• [ASSIGNMENT]
Each line from the start of the data below through the one containing "#[tokio::main]" must be reproduced exactly.

• [RECORDS PROVIDED]
//! Span emission demonstration
//!
//! This example opens a trace span for a simulated LLM call, attaches the
//! model output, and flushes the export pipeline. With `MIDDLE_AI_ENDPOINT`
//! unset the tracer runs inert and nothing leaves the process, which makes
//! this safe to run without a collector.
//!
//! # Running the example
//!
//! ```bash
//! MIDDLE_AI_ENDPOINT=http://localhost:4318 cargo run --example tracer_demo
//! ```

use anyhow::Result;
use dotenv::dotenv;
use middle_ai::prelude::*;
use serde_json::json;
use uuid::Uuid;

#[tokio::main]
async fn main() -> Result<()> {
    dotenv().ok();
    tracing_subscriber::fmt::init();

    println!("{}", "=".repeat(80));
    println!("LLM Trace Emission Demonstration");
    println!("{}", "=".repeat(80));
    println!();

    let config = TracerConfig::from_env();
    let tracer = Tracer::new("tracer-demo", config)?;

    if !tracer.is_enabled() {
        println!("MIDDLE_AI_ENDPOINT is not set; the tracer is inert and nothing is exported.");
    }

    let thread_id = Uuid::new_v4().to_string();
    let prompt = "Explain what Rust is in one sentence.";

    let params = json!({
        "sampling": { "temperature": 0.7, "top_p": 0.9 },
        "max_tokens": 256,
    });

    println!("Starting trace for thread {}", thread_id);
    let span = tracer.start_trace(
        "chat-completion",
        "qwen2.5:7b",
        &params,
        prompt,
        "demo-user",
        thread_id.as_str(),
        prompt,
    );

    // Stand-in for the actual model call.
    let output = "Rust is a systems programming language focused on safety and speed.";

    tracer.end_trace(span, output);
    println!("Trace ended; output attached.");

    tracer.shutdown()?;
    println!("Export pipeline flushed and shut down.");

    Ok(())
}
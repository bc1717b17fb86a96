//! Tracer configuration.
//!
//! Configuration is an explicit struct handed to [`crate::tracer::Tracer::new`] rather
//! than a hidden environment lookup inside the constructor. The environment-reading
//! convenience lives here in [`TracerConfig::from_env`] so the decision stays at the
//! call site and tests can construct configurations directly.

use std::env;

/// Environment variable naming the collector/API base URL.
pub const ENDPOINT_ENV: &str = "MIDDLE_AI_ENDPOINT";

/// Environment variable naming the API credential.
pub const API_KEY_ENV: &str = "MIDDLE_AI_API_KEY";

/// Connection settings for the Middle AI collector.
///
/// An absent (or empty) `endpoint` puts the tracer into inert mode: every
/// operation degrades to a no-op and no network calls are ever attempted, so
/// telemetry unavailability never breaks the host application.
#[derive(Debug, Clone, Default)]
pub struct TracerConfig {
    /// Collector base URL, e.g. `https://collector.example.com`.
    pub endpoint: Option<String>,
    /// Credential sent as the `x-middle-ai-api-key` header on every outbound call.
    pub api_key: Option<String>,
}

impl TracerConfig {
    /// Read the configuration from `MIDDLE_AI_ENDPOINT` and `MIDDLE_AI_API_KEY`.
    ///
    /// Unset and empty variables both map to `None`.
    pub fn from_env() -> Self {
        Self {
            endpoint: env::var(ENDPOINT_ENV).ok().filter(|v| !v.is_empty()),
            api_key: env::var(API_KEY_ENV).ok().filter(|v| !v.is_empty()),
        }
    }
}
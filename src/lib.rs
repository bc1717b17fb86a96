//! Telemetry SDK for LLM applications: emits OpenTelemetry spans describing
//! LLM calls and submits end-user feedback to a Middle AI collector.

pub mod config;
pub mod error;
pub mod tracer;

pub use error::{MiddleAiError, Result};

/// Prelude module for common imports
pub mod prelude {
    pub use crate::config::TracerConfig;
    pub use crate::error::{MiddleAiError, Result};
    pub use crate::tracer::{FeedbackType, LlmSpan, Tracer};
}
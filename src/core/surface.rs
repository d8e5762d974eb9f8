use glam::DVec2;
use std::fmt;

/// Straight (non-premultiplied) RGBA color with an `f32` alpha, matching the
/// CSS `rgba()` notation the canvas consumes.
#[derive(Clone, Copy, Debug, PartialEq)]
pub struct Rgba {
    pub r: u8,
    pub g: u8,
    pub b: u8,
    pub a: f32,
}

impl Rgba {
    pub const fn new(r: u8, g: u8, b: u8, a: f32) -> Self {
        Self { r, g, b, a }
    }

    #[inline]
    pub fn with_alpha(self, a: f32) -> Self {
        Self { a, ..self }
    }
}

impl fmt::Display for Rgba {
    fn fmt(&self, f: &mut fmt::Formatter<'_>) -> fmt::Result {
        write!(f, "rgba({}, {}, {}, {})", self.r, self.g, self.b, self.a)
    }
}

/// Immediate-mode 2D drawing target.
///
/// The canvas adapter implements this on top of `CanvasRenderingContext2d`;
/// tests implement it with a recorder.
pub trait Surface {
    /// Resize the backing store. Called before the field regenerates.
    fn set_size(&mut self, width: f64, height: f64);
    /// Clear the rectangle `(0, 0)..(width, height)`.
    fn clear(&mut self, width: f64, height: f64) -> anyhow::Result<()>;
    fn fill_circle(&mut self, center: DVec2, radius: f64, color: Rgba) -> anyhow::Result<()>;
    fn stroke_line(
        &mut self,
        from: DVec2,
        to: DVec2,
        color: Rgba,
        line_width: f64,
    ) -> anyhow::Result<()>;
}
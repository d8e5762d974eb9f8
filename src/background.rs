use crate::core::{FieldConfig, FrameDriver, ParticleField, Surface};
use crate::dom;
use crate::events::{self, EventListener};
use crate::frame::{self, FrameLoop, SharedDriver};
use crate::render::CanvasSurface;
use std::cell::RefCell;
use std::rc::Rc;
use web_sys as web;

/// Live particle backdrop on the current page.
///
/// Owns everything `initialize` registered; dropping it undoes all of it.
pub struct ParticleBackground {
    driver: SharedDriver,
    frame_loop: Option<FrameLoop>,
    listeners: Vec<EventListener>,
}

impl ParticleBackground {
    /// Create the canvas, populate the field, hook up resize and pointer
    /// input, and start the frame loop.
    ///
    /// Returns `Ok(None)` when no 2D context is available; nothing is
    /// inserted into the page in that case.
    pub fn initialize(window: &web::Window, document: &web::Document) -> anyhow::Result<Option<Self>> {
        let canvas = dom::create_background_canvas(document)?;
        let Some(mut surface) = CanvasSurface::new(canvas) else {
            log::info!("[particles] 2d canvas unavailable; skipping");
            return Ok(None);
        };

        let (w, h) = dom::viewport_size(window);
        surface.set_size(w, h);
        let field = ParticleField::new(FieldConfig::default(), w, h, rand::random());
        let count = field.particles().len();
        let driver: SharedDriver = Rc::new(RefCell::new(FrameDriver::new(field, surface)));

        let listeners = vec![
            events::wire_resize(window, driver.clone())?,
            events::wire_pointer_move(window, driver.clone())?,
        ];
        let driver_frame = driver.clone();
        let frame_loop = frame::start_loop(window, move |timestamp_ms| {
            driver_frame.borrow_mut().on_frame(timestamp_ms)
        })?;
        let background = Self {
            driver,
            frame_loop: Some(frame_loop),
            listeners,
        };
        let canvas = background.driver.borrow().surface().canvas().clone();
        dom::attach_as_first_child(document, &canvas)?;

        log::info!("[particles] started {:.0}x{:.0} with {} particles", w, h, count);
        Ok(Some(background))
    }

    /// Stop the loop, deregister input and remove the canvas from the page.
    pub fn stop(self) {
        drop(self);
    }
}

impl Drop for ParticleBackground {
    fn drop(&mut self) {
        self.driver.borrow_mut().stop();
        self.frame_loop.take();
        self.listeners.clear();
        self.driver.borrow().surface().canvas().remove();
    }
}
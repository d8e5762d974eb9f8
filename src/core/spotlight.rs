use crate::core::surface::Rgba;
use glam::DVec2;

/// Look of a cursor-following glow.
#[derive(Clone, Copy, Debug, PartialEq)]
pub struct SpotlightOptions {
    /// Diameter in CSS pixels.
    pub size: f64,
    /// Opacity while the pointer is inside the container.
    pub opacity: f32,
    pub blur: f64,
    pub color: Rgba,
    /// Fraction of the remaining distance covered per frame.
    pub easing: f64,
}

/// Fixed glow placed relative to its container.
#[derive(Clone, Copy, Debug, PartialEq)]
pub struct StaticSpotlightOptions {
    pub size: f64,
    /// CSS `left` value.
    pub x: &'static str,
    /// CSS `top` value.
    pub y: &'static str,
    pub blur: f64,
    pub color: Rgba,
}

/// Centered glow that breathes on a CSS animation.
#[derive(Clone, Copy, Debug, PartialEq)]
pub struct PulseSpotlightOptions {
    pub size: f64,
    pub duration_ms: u32,
    pub blur: f64,
    pub color: Rgba,
}

/// Eased follower for one interactive glow, in container space.
#[derive(Clone, Copy, Debug, PartialEq)]
pub struct Spotlight {
    /// Last pointer position relative to the container.
    pub target: DVec2,
    /// Current glow center.
    pub pos: DVec2,
    pub easing: f64,
    pub visible: bool,
}

impl Spotlight {
    pub fn new(easing: f64) -> Self {
        Self {
            target: DVec2::ZERO,
            pos: DVec2::ZERO,
            easing,
            visible: false,
        }
    }

    #[inline]
    pub fn pointer_moved(&mut self, x: f64, y: f64) {
        self.target = DVec2::new(x, y);
    }

    #[inline]
    pub fn set_visible(&mut self, visible: bool) {
        self.visible = visible;
    }

    /// Ease one frame toward the target. Hidden glows keep their position.
    ///
    /// Returns whether the glow needs repositioning.
    pub fn step(&mut self) -> bool {
        if !self.visible {
            return false;
        }
        self.pos += (self.target - self.pos) * self.easing;
        true
    }

    /// CSS `left`/`top` of a glow of diameter `size` centered on `pos`.
    #[inline]
    pub fn top_left(&self, size: f64) -> DVec2 {
        self.pos - DVec2::splat(size / 2.0)
    }
}

fn glow_base(size: f64, blur: f64, color: Rgba) -> String {
    format!(
        "position:absolute;pointer-events:none;border-radius:50%;filter:blur({blur}px);\
z-index:0;background:radial-gradient(circle, {color}, transparent 70%);\
width:{size}px;height:{size}px;"
    )
}

/// Inline style of an interactive glow; starts hidden and fades in.
pub fn interactive_style(opts: &SpotlightOptions) -> String {
    format!(
        "{}opacity:0;transition:opacity 0.3s ease;",
        glow_base(opts.size, opts.blur, opts.color)
    )
}

pub fn static_style(opts: &StaticSpotlightOptions) -> String {
    format!(
        "{}left:{};top:{};transform:translate(-50%, -50%);",
        glow_base(opts.size, opts.blur, opts.color),
        opts.x,
        opts.y
    )
}

pub fn pulse_style(opts: &PulseSpotlightOptions, animation: &str) -> String {
    format!(
        "{}left:50%;top:50%;transform:translate(-50%, -50%);\
animation:{} {}ms ease-in-out infinite;",
        glow_base(opts.size, opts.blur, opts.color),
        animation,
        opts.duration_ms
    )
}
use std::fmt;

/// Site color theme. Light unless the visitor explicitly chose dark.
#[derive(Clone, Copy, Debug, Default, PartialEq, Eq)]
pub enum Theme {
    #[default]
    Light,
    Dark,
}

impl Theme {
    /// Interpret a stored preference. Only an exact `"dark"` selects the dark
    /// theme; anything else, including nothing, falls back to light.
    pub fn from_stored(value: Option<&str>) -> Self {
        match value {
            Some("dark") => Theme::Dark,
            _ => Theme::Light,
        }
    }

    #[inline]
    pub fn as_str(self) -> &'static str {
        match self {
            Theme::Light => "light",
            Theme::Dark => "dark",
        }
    }

    #[inline]
    pub fn toggled(self) -> Self {
        match self {
            Theme::Light => Theme::Dark,
            Theme::Dark => Theme::Light,
        }
    }

    #[inline]
    pub fn is_dark(self) -> bool {
        self == Theme::Dark
    }
}

impl fmt::Display for Theme {
    fn fmt(&self, f: &mut fmt::Formatter<'_>) -> fmt::Result {
        f.write_str(self.as_str())
    }
}
// Host-side tests for the particle field engine.

mod support;

use glam::DVec2;
use site_backdrop::core::{FieldConfig, Particle, ParticleField};
use support::{particle, DrawCall, FlakyCircleSurface, RecordingSurface};

fn config_with_count(count: usize) -> FieldConfig {
    FieldConfig {
        wide_count: count,
        narrow_count: count,
        ..FieldConfig::default()
    }
}

fn assert_close(actual: f64, expected: f64) {
    assert!(
        (actual - expected).abs() < 1e-9,
        "expected {expected}, got {actual}"
    );
}

#[test]
fn target_count_follows_breakpoint() {
    let cfg = FieldConfig::default();
    assert_eq!(cfg.target_count(320.0), 40);
    assert_eq!(cfg.target_count(767.9), 40);
    assert_eq!(cfg.target_count(768.0), 80);
    assert_eq!(cfg.target_count(1920.0), 80);
}

#[test]
fn new_field_is_populated_within_bounds() {
    let field = ParticleField::new(FieldConfig::default(), 1200.0, 800.0, 7);
    assert_eq!(field.particles().len(), 80);
    for p in field.particles() {
        assert!(field.bounds().contains(p.position));
        assert!(p.radius >= 1.0 && p.radius < 3.0);
        assert!(p.velocity.x >= -0.2 && p.velocity.x < 0.2);
        assert!(p.velocity.y >= -0.2 && p.velocity.y < 0.2);
        assert_eq!(p.color, field.config().particle_color);
    }
    assert!(field.pointer().position.is_none());
}

#[test]
fn same_seed_gives_same_field() {
    let a = ParticleField::new(FieldConfig::default(), 1000.0, 800.0, 42);
    let b = ParticleField::new(FieldConfig::default(), 1000.0, 800.0, 42);
    assert_eq!(a.particles(), b.particles());
    let c = ParticleField::new(FieldConfig::default(), 1000.0, 800.0, 43);
    assert_ne!(a.particles(), c.particles());
}

#[test]
fn resize_regenerates_with_threshold_count() {
    let mut field = ParticleField::new(FieldConfig::default(), 1200.0, 800.0, 3);
    let before: Vec<Particle> = field.particles().to_vec();

    field.handle_resize(500.0, 900.0);
    assert_eq!(field.particles().len(), 40);
    for p in field.particles() {
        assert!(p.position.x >= 0.0 && p.position.x <= 500.0);
        assert!(p.position.y >= 0.0 && p.position.y <= 900.0);
    }

    field.handle_resize(1200.0, 800.0);
    assert_eq!(field.particles().len(), 80);
    assert_ne!(field.particles(), &before[..]);
}

#[test]
fn zero_sized_surface_collapses_to_origin() {
    let mut field = ParticleField::new(FieldConfig::default(), 0.0, 0.0, 9);
    assert_eq!(field.particles().len(), 40);
    for p in field.particles() {
        assert_eq!(p.position, DVec2::ZERO);
    }
    let mut surface = RecordingSurface::default();
    field.tick(&mut surface).unwrap();
    assert_eq!(surface.clears(), 1);

    field.handle_resize(1024.0, 768.0);
    assert_eq!(field.particles().len(), 80);
    assert!(field
        .particles()
        .iter()
        .all(|p| field.bounds().contains(p.position)));
}

#[test]
fn empty_field_only_clears() {
    let mut field = ParticleField::new(config_with_count(0), 1000.0, 800.0, 1);
    let mut surface = RecordingSurface::default();
    for _ in 0..3 {
        field.tick(&mut surface).unwrap();
    }
    assert_eq!(
        surface.calls,
        vec![
            DrawCall::Clear {
                width: 1000.0,
                height: 800.0
            };
            3
        ]
    );
}

#[test]
fn tick_draws_particles_and_nearby_connections() {
    let particles = vec![
        particle(100.0, 100.0, 0.0, 0.0),
        particle(200.0, 100.0, 0.0, 0.0),
        particle(500.0, 500.0, 0.0, 0.0),
    ];
    let mut field = ParticleField::with_particles(
        FieldConfig::default(),
        1000.0,
        800.0,
        particles,
        0,
    );
    let mut surface = RecordingSurface::default();
    field.tick(&mut surface).unwrap();

    assert_eq!(surface.clears(), 1);
    assert_eq!(surface.circles().len(), 3);
    let lines = surface.lines();
    assert_eq!(lines.len(), 1, "only the close pair connects, no self-pairs");
    match lines[0] {
        DrawCall::Line {
            from,
            to,
            color,
            width,
        } => {
            assert_eq!(*from, DVec2::new(100.0, 100.0));
            assert_eq!(*to, DVec2::new(200.0, 100.0));
            assert_eq!((color.r, color.g, color.b), (0, 212, 255));
            assert!((color.a - (1.0 - 100.0 / 150.0) as f32 * 0.2).abs() < 1e-6);
            assert_eq!(*width, 1.0);
        }
        other => panic!("unexpected call {other:?}"),
    }
    // The first particle's circle precedes its connection line.
    assert!(matches!(surface.calls[1], DrawCall::Circle { .. }));
    assert!(matches!(surface.calls[2], DrawCall::Line { .. }));
}

#[test]
fn scenario_two_particles_reflect_on_later_tick() {
    let cfg = config_with_count(2);
    assert_eq!(
        ParticleField::new(cfg.clone(), 1000.0, 800.0, 42)
            .particles()
            .len(),
        2
    );

    let mut field = ParticleField::with_particles(
        cfg,
        1000.0,
        800.0,
        vec![
            particle(999.0, 400.0, 0.3, 0.0),
            particle(1.0, 400.0, -0.3, 0.0),
        ],
        42,
    );
    let mut surface = RecordingSurface::default();

    field.tick(&mut surface).unwrap();
    let [p1, p2] = [field.particles()[0], field.particles()[1]];
    assert_close(p1.position.x, 999.3);
    assert_close(p1.position.y, 400.0);
    assert_close(p1.velocity.x, 0.3);
    assert_close(p2.position.x, 0.7);
    assert_close(p2.velocity.x, -0.3);
    assert!(surface.lines().is_empty());

    field.tick(&mut surface).unwrap();
    field.tick(&mut surface).unwrap();
    assert!(field.particles()[0].velocity.x > 0.0);
    field.tick(&mut surface).unwrap();
    let p1 = field.particles()[0];
    assert!(p1.position.x > 1000.0);
    assert_close(p1.velocity.x, -0.3);
    assert_close(field.particles()[1].velocity.x, 0.3);
}

#[test]
fn absent_pointer_leaves_pure_reflection_physics() {
    let start = vec![
        particle(10.0, 10.0, -0.2, 0.15),
        particle(500.0, 400.0, 0.1, -0.1),
        particle(990.0, 790.0, 0.2, 0.2),
    ];
    let mut field =
        ParticleField::with_particles(FieldConfig::default(), 1000.0, 800.0, start.clone(), 5);
    let mut expected = start;
    let mut surface = RecordingSurface::default();
    for _ in 0..500 {
        field.tick(&mut surface).unwrap();
        for p in &mut expected {
            p.advance(field.bounds());
        }
    }
    assert_eq!(field.particles(), &expected[..]);
}

#[test]
fn pointer_out_of_reach_matches_no_pointer() {
    let start = vec![
        particle(100.0, 100.0, 0.1, 0.1),
        particle(150.0, 120.0, -0.1, 0.05),
    ];
    let mut with_pointer =
        ParticleField::with_particles(FieldConfig::default(), 1000.0, 800.0, start.clone(), 5);
    let mut without =
        ParticleField::with_particles(FieldConfig::default(), 1000.0, 800.0, start, 5);
    with_pointer.handle_pointer_move(900.0, 700.0);

    let mut surface = RecordingSurface::default();
    for _ in 0..50 {
        with_pointer.tick(&mut surface).unwrap();
        without.tick(&mut surface).unwrap();
    }
    assert_eq!(with_pointer.particles(), without.particles());
}

#[test]
fn pointer_move_is_recorded_without_drawing() {
    let mut field = ParticleField::new(FieldConfig::default(), 1000.0, 800.0, 11);
    field.handle_pointer_move(320.0, 240.0);
    assert_eq!(field.pointer().position, Some(DVec2::new(320.0, 240.0)));
    assert_eq!(field.pointer().radius, 150.0);
}

#[test]
fn pointer_repels_particle_within_radius_during_tick() {
    let mut field = ParticleField::with_particles(
        FieldConfig::default(),
        1000.0,
        800.0,
        vec![particle(500.0, 400.0, 0.0, 0.0)],
        0,
    );
    field.handle_pointer_move(490.0, 395.0);
    let mut surface = RecordingSurface::default();
    field.tick(&mut surface).unwrap();
    assert_eq!(field.particles()[0].position, DVec2::new(501.0, 401.0));
    field.tick(&mut surface).unwrap();
    assert_eq!(field.particles()[0].position, DVec2::new(502.0, 402.0));
}

#[test]
fn draw_error_still_finishes_the_frame() {
    let mut field = ParticleField::with_particles(
        FieldConfig::default(),
        1000.0,
        800.0,
        vec![
            particle(100.0, 100.0, 1.0, 0.0),
            particle(120.0, 100.0, 0.0, 1.0),
            particle(140.0, 100.0, -1.0, 0.0),
        ],
        0,
    );
    field.handle_pointer_move(150.0, 110.0);
    let mut surface = FlakyCircleSurface::new(0);

    let err = field.tick(&mut surface).unwrap_err();
    assert_eq!(err.to_string(), "circle 0 failed");

    // Every particle was still drawn, connected and moved.
    assert_eq!(surface.circles, 3);
    assert_eq!(surface.lines, 3);
    let positions: Vec<DVec2> = field.particles().iter().map(|p| p.position).collect();
    assert_eq!(
        positions,
        vec![
            DVec2::new(100.0, 99.0),
            DVec2::new(119.0, 100.0),
            DVec2::new(138.0, 99.0),
        ]
    );
}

• [RESPONSE]
//! Span emission demonstration
//!
//! This example opens a trace span for a simulated LLM call, attaches the
//! model output, and flushes the export pipeline. With `MIDDLE_AI_ENDPOINT`
//! unset the tracer runs inert and nothing leaves the process, which makes
//! this safe to run without a collector.
//!
//! # Running the example
//!
//! ```bash
//! MIDDLE_AI_ENDPOINT=http://localhost:4318 cargo run --example tracer_demo
//! ```

use anyhow::Result;
use dotenv::dotenv;
use middle_ai::prelude::*;
use serde_json::json;
use uuid::Uuid;

#[tokio::main]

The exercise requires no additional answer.